Last weekend we went decently last minute camping. I'm very thankful for that last minute decision, because it was a beautiful weekend. You know how sometimes you don't realize just how much you really did need a break, until you take one?
Mackynzie and I went out last Thursday, and Cody came after work on Friday. We set up our little home away from home in the trailer and then we just relaxed.
I didn't have time to edit any photos, so don't mind if my iphone shots are a little rough.
I haven't had beans and wieners since I was a kid. I wonder what Mackynzie's memorable camping food will be...
It was so great to just pick up and leave. It left me with the time I needed to clear my head and jump back into things (In a more organized fashion.). We played and explored and laughed and slept hard. Cody and I spent our nights beside the fire, talking and joking and just soaking up being in love. No distractions. Just us.
The first day we were there, while laying with a napping Mackynzie, I thought: "This is so much nicer. Total simplicity. I kind of want to live here." And although I don't think I'd go live in the trailer, it really made me want to strive for simplicity again. I mean, we already sort of do, but we could do a lot better. I like working and making things from scratch, and reaping the benefits of my own work.
It's hard to do that now, while we are living here, but I think I can get a lot of prep work done over the summer.
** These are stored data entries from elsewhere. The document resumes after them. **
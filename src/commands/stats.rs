use anyhow::Result;
use console::style;

use super::{GlobalOptions, open_engine, print_json};

pub async fn execute(global: &GlobalOptions, json: bool) -> Result<()> {
   let (_, engine) = open_engine(global, json).await?;
   let stats = engine.statistics()?;

   if json {
      return print_json(&stats);
   }

   println!("{}", style("Petition statistics").bold());
   println!();
   println!("  Total petitions:    {}", stats.total_petitions);
   println!("  Open:               {}", style(stats.open_petitions).green());
   println!("  Closed:             {}", style(stats.closed_petitions).yellow());
   println!("  Rejected:           {}", style(stats.rejected_petitions).red());
   println!("  Total signatures:   {}", stats.total_signatures);
   println!("  Average signatures: {:.1}", stats.average_signatures);

   if let Some(top) = &stats.most_signed {
      println!();
      println!("{}", style("Most signed").bold());
      println!(
         "  {} {}",
         style(&top.title).green(),
         style(format!("({} signatures)", top.signatures)).dim()
      );
      println!("  {}", style(&top.url).dim());
   }

   Ok(())
}
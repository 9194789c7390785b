//! Similarity scoring, filtering and rank assignment.
//!
//! The two strategies differ in what they include: [`semantic`] ranks every
//! petition that passes the filters whatever its score, while [`keyword`]
//! drops petitions sharing no word with the query.

use std::{cmp::Ordering, collections::HashSet};

use ndarray::ArrayView1;

use crate::{
   error::{Error, Result},
   store::EmbeddingMatrix,
   types::{Petition, SearchFilters, SearchResult},
};

/// Cosine similarity of `query` against every row of `matrix`, in row order.
/// Zero-magnitude vectors score 0.
pub fn cosine_scores(matrix: &EmbeddingMatrix, query: &[f32]) -> Result<Vec<f32>> {
   if matrix.is_empty() {
      return Ok(Vec::new());
   }
   if query.len() != matrix.dim() {
      return Err(Error::DimensionMismatch { expected: matrix.dim(), got: query.len() });
   }

   let q = ArrayView1::from(query);
   let q_norm = q.dot(&q).sqrt();
   let dots = matrix.view().dot(&q);

   Ok(dots
      .iter()
      .zip(matrix.norms())
      .map(|(&dot, &norm)| {
         if norm == 0.0 || q_norm == 0.0 {
            0.0
         } else {
            dot / (norm * q_norm)
         }
      })
      .collect())
}

/// Ranks all petitions by their precomputed `scores` (index-aligned).
pub fn semantic(
   petitions: &[Petition],
   scores: &[f32],
   filters: &SearchFilters,
   top_k: usize,
) -> Vec<SearchResult> {
   rank(petitions, scores.iter().copied().enumerate(), filters, top_k)
}

/// Ranks petitions by the fraction of query words found in the title.
/// Petitions with no overlap are excluded.
pub fn keyword(
   petitions: &[Petition],
   query: &str,
   filters: &SearchFilters,
   top_k: usize,
) -> Vec<SearchResult> {
   let query_words = word_set(query);
   if query_words.is_empty() {
      return Vec::new();
   }

   let scored = petitions.iter().enumerate().filter_map(|(idx, petition)| {
      let common = word_set(&petition.title)
         .intersection(&query_words)
         .count();
      (common > 0).then(|| (idx, common as f32 / query_words.len() as f32))
   });

   rank(petitions, scored, filters, top_k)
}

fn word_set(text: &str) -> HashSet<String> {
   text.to_lowercase().split_whitespace().map(str::to_string).collect()
}

/// Filters, sorts by descending score (stable, so ties keep dataset order),
/// keeps the first `top_k` and numbers them from 1.
pub fn rank(
   petitions: &[Petition],
   scored: impl IntoIterator<Item = (usize, f32)>,
   filters: &SearchFilters,
   top_k: usize,
) -> Vec<SearchResult> {
   let mut hits: Vec<(usize, f32)> = scored
      .into_iter()
      .filter(|&(idx, _)| filters.matches(&petitions[idx]))
      .collect();

   hits.sort_by(|a, b| descending(a.1, b.1));
   hits.truncate(top_k);

   hits
      .into_iter()
      .enumerate()
      .map(|(pos, (idx, score))| SearchResult {
         petition:         petitions[idx].clone(),
         similarity_score: score,
         rank:             pos + 1,
      })
      .collect()
}

/// Descending order with NaN last, so the comparator stays total.
fn descending(a: f32, b: f32) -> Ordering {
   b.partial_cmp(&a)
      .unwrap_or_else(|| a.is_nan().cmp(&b.is_nan()))
}

#[cfg(test)]
mod tests {
   use super::*;
   use crate::types::PetitionState;

   fn make_petition(title: &str, state: PetitionState, signatures: u64) -> Petition {
      Petition { title: title.to_string(), url: String::new(), state, signatures }
   }

   fn sample() -> Vec<Petition> {
      vec![
         make_petition("Save the bees", PetitionState::Open, 100),
         make_petition("Plant more trees", PetitionState::Closed, 5000),
         make_petition("Save local libraries", PetitionState::Open, 50),
         make_petition("Ban fireworks", PetitionState::Rejected, 10),
      ]
   }

   #[test]
   fn cosine_matches_hand_computation() {
      let rows = vec![vec![1.0, 0.0], vec![0.0, 2.0], vec![1.0, 1.0], vec![0.0, 0.0]];
      let matrix = EmbeddingMatrix::from_rows(rows).unwrap();
      let scores = cosine_scores(&matrix, &[2.0, 0.0]).unwrap();

      assert!((scores[0] - 1.0).abs() < 1e-6);
      assert!(scores[1].abs() < 1e-6);
      assert!((scores[2] - std::f32::consts::FRAC_1_SQRT_2).abs() < 1e-6);
      assert_eq!(scores[3], 0.0);
   }

   #[test]
   fn cosine_keeps_negative_scores() {
      let matrix = EmbeddingMatrix::from_rows(vec![vec![-1.0, 0.0]]).unwrap();
      let scores = cosine_scores(&matrix, &[1.0, 0.0]).unwrap();
      assert!((scores[0] + 1.0).abs() < 1e-6);
   }

   #[test]
   fn cosine_rejects_dimension_mismatch() {
      let matrix = EmbeddingMatrix::from_rows(vec![vec![1.0, 0.0]]).unwrap();
      let err = cosine_scores(&matrix, &[1.0, 0.0, 0.0]).unwrap_err();
      assert!(matches!(err, Error::DimensionMismatch { expected: 2, got: 3 }));
   }

   #[test]
   fn semantic_sorts_truncates_and_ranks() {
      let petitions = sample();
      let results = semantic(&petitions, &[0.2, 0.9, -0.1, 0.5], &SearchFilters::default(), 3);

      let titles: Vec<_> = results.iter().map(|r| r.petition.title.as_str()).collect();
      assert_eq!(titles, ["Plant more trees", "Ban fireworks", "Save the bees"]);
      let ranks: Vec<_> = results.iter().map(|r| r.rank).collect();
      assert_eq!(ranks, [1, 2, 3]);
   }

   #[test]
   fn semantic_keeps_all_scores_including_negative() {
      let petitions = sample();
      let results = semantic(&petitions, &[-0.3, -0.2, -0.9, 0.0], &SearchFilters::default(), 10);
      assert_eq!(results.len(), 4);
      assert_eq!(results.last().unwrap().petition.title, "Save local libraries");
   }

   #[test]
   fn ties_keep_dataset_order() {
      let petitions = sample();
      let results = semantic(&petitions, &[0.5, 0.5, 0.5, 0.5], &SearchFilters::default(), 4);
      let titles: Vec<_> = results.iter().map(|r| r.petition.title.as_str()).collect();
      assert_eq!(titles, [
         "Save the bees",
         "Plant more trees",
         "Save local libraries",
         "Ban fireworks"
      ]);
   }

   #[test]
   fn filters_apply_before_ranking() {
      let petitions = sample();
      let filters = SearchFilters { state: Some("Open".to_string()), ..Default::default() };
      let results = semantic(&petitions, &[0.1, 0.9, 0.8, 0.7], &filters, 1);

      assert_eq!(results.len(), 1);
      assert_eq!(results[0].petition.title, "Save local libraries");
      assert_eq!(results[0].rank, 1);

      let filters = SearchFilters { min_signatures: Some(100), ..Default::default() };
      let results = semantic(&petitions, &[0.1, 0.2, 0.9, 0.9], &filters, 10);
      assert!(results.iter().all(|r| r.petition.signatures >= 100));
      assert_eq!(results.len(), 2);
   }

   #[test]
   fn zero_top_k_returns_nothing() {
      let petitions = sample();
      assert!(semantic(&petitions, &[0.1; 4], &SearchFilters::default(), 0).is_empty());
   }

   #[test]
   fn nan_scores_sort_last() {
      let petitions = sample();
      let results = semantic(&petitions, &[f32::NAN, 0.1, 0.3, 0.2], &SearchFilters::default(), 4);
      assert_eq!(results[0].petition.title, "Save local libraries");
      assert!(results[3].similarity_score.is_nan());
   }

   #[test]
   fn keyword_scores_overlap_fraction_and_drops_misses() {
      let petitions = sample();
      let results = keyword(&petitions, "save the trees", &SearchFilters::default(), 10);

      assert_eq!(results.len(), 3);
      assert_eq!(results[0].petition.title, "Save the bees");
      assert!((results[0].similarity_score - 2.0 / 3.0).abs() < 1e-6);
      assert!(results.iter().all(|r| r.similarity_score > 0.0));
      assert!(results.iter().all(|r| r.petition.title != "Ban fireworks"));
   }

   #[test]
   fn keyword_is_case_insensitive() {
      let petitions = sample();
      let results = keyword(&petitions, "FIREWORKS", &SearchFilters::default(), 10);
      assert_eq!(results.len(), 1);
      assert_eq!(results[0].similarity_score, 1.0);
   }

   #[test]
   fn keyword_respects_filters() {
      let petitions = sample();
      let filters = SearchFilters::state("closed");
      let results = keyword(&petitions, "save trees", &filters, 10);
      assert_eq!(results.len(), 1);
      assert_eq!(results[0].petition.title, "Plant more trees");
   }
}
Make things so that our new place really feels like us, and to have a blue print of things to do when we get there.
It hasn't been just us for a while now, and I don't think we realized how much we missed it. Life is much more relaxed with just us. I am so very thankful for our ability to work together and make a peaceful home. And also to realize that we really have nothing that needs to stress us when we are together. Cody and I seem to just ebb and flow. We fill in spaces for each other, and move together easily. This weekend really helped us remember that, for me at least, because living with other people can cause a lot of added stress. We were by ourselves and it was like a breathing out after not realizing you were holding your breath.
Staying with his family has been a blessing, but it's one of those blessings that requires sweat and hard work too. It's taught me a lot about myself, and about our marriage. I also think I will have a very different appreciation for our own house when this is over. It's really taught us though, that no matter what's stressing us out, or making us uncomfortable, we can be calm and steady together, and tune anything else out. We are a force.
There will definitely be more trips this summer, more little get away's here and there.